▶ _Assigned task_: The listing below holds a line with "d.draw_rectangle_rec(layout.section, Color::WHITE);" and a later line with "d.draw_rectangle_lines_ex(layout.slideshow, 4.0, Color::BLACK);". Write out those two lines and every line between them, exactly, and nothing else.

▶ _Source data_:
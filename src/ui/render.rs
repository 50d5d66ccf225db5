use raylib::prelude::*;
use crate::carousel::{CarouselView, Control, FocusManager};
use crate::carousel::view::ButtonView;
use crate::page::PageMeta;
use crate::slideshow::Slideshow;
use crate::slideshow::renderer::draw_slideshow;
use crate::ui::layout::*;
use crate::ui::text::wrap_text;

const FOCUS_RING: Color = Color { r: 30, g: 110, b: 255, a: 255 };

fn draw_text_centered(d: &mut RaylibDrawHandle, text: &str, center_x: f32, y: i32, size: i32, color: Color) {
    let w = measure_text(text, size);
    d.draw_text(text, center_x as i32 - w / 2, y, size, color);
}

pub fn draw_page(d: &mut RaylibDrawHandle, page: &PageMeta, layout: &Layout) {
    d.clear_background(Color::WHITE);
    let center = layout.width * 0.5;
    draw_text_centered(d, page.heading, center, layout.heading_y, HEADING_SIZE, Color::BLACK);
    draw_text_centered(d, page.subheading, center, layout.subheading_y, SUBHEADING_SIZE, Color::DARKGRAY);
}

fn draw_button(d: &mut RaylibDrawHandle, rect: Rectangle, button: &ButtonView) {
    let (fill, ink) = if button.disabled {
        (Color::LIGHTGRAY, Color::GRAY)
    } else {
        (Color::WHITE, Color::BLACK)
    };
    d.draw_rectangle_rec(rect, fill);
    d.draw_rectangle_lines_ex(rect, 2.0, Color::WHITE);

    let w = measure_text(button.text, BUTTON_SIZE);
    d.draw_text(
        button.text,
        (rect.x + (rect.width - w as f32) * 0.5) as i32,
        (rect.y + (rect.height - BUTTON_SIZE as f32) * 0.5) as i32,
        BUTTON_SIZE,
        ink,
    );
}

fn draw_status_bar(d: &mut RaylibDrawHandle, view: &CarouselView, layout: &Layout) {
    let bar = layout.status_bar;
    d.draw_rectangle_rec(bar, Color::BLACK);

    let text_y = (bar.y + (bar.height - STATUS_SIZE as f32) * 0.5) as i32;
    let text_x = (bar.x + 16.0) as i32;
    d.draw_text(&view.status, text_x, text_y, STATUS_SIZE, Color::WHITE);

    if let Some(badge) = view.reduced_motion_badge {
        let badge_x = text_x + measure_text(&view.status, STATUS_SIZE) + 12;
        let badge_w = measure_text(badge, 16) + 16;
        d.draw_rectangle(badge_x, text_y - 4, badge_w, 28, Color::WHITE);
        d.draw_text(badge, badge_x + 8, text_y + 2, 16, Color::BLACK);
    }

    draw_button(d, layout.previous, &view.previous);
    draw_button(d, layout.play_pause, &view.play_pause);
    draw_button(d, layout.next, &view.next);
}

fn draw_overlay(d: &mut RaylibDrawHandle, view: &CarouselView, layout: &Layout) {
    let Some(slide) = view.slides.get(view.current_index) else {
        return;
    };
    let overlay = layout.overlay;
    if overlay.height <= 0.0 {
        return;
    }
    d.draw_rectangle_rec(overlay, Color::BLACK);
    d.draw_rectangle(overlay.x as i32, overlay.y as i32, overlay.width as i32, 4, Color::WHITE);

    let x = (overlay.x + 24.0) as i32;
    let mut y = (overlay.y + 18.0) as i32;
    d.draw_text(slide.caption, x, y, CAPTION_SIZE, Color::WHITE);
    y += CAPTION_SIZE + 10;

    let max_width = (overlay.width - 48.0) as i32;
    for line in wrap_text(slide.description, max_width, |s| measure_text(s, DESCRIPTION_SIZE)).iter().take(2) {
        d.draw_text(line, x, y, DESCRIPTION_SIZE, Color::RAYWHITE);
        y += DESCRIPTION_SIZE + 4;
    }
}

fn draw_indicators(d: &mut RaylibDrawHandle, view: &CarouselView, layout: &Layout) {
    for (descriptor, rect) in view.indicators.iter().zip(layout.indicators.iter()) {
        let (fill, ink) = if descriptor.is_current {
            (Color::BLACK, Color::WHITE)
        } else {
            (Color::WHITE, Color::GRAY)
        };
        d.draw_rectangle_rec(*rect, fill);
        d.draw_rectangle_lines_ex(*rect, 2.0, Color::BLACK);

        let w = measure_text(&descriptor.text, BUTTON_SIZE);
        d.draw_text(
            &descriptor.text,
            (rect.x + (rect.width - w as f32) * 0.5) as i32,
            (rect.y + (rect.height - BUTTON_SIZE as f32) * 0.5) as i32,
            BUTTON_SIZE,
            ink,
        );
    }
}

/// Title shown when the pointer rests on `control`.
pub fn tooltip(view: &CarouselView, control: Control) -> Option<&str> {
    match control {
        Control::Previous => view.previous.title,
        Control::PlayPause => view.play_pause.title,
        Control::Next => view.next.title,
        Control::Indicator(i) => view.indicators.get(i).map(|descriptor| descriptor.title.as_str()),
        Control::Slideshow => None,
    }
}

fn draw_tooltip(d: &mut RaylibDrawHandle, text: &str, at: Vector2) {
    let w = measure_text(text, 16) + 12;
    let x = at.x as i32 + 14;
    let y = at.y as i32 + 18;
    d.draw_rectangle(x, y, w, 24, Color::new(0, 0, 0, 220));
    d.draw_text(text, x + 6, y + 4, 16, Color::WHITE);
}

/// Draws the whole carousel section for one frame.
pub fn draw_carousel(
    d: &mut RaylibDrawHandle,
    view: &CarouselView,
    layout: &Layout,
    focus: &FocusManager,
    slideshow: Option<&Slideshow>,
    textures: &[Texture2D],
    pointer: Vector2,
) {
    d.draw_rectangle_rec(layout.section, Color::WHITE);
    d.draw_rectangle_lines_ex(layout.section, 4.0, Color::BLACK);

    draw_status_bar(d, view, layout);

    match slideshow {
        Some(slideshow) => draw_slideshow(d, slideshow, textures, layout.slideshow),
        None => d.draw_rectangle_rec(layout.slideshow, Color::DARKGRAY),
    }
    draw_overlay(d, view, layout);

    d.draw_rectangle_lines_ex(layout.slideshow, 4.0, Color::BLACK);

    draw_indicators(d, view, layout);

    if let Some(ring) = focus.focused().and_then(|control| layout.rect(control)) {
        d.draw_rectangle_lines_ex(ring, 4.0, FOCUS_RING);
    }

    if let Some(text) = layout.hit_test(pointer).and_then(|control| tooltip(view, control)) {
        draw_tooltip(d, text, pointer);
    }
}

▶ _Solution to this problem_:
    d.draw_rectangle_rec(layout.section, Color::WHITE);
    d.draw_rectangle_lines_ex(layout.section, 4.0, Color::BLACK);

    draw_status_bar(d, view, layout);

    match slideshow {
        Some(slideshow) => draw_slideshow(d, slideshow, textures, layout.slideshow),
        None => d.draw_rectangle_rec(layout.slideshow, Color::DARKGRAY),
    }
    draw_overlay(d, view, layout);

    d.draw_rectangle_lines_ex(layout.slideshow, 4.0, Color::BLACK);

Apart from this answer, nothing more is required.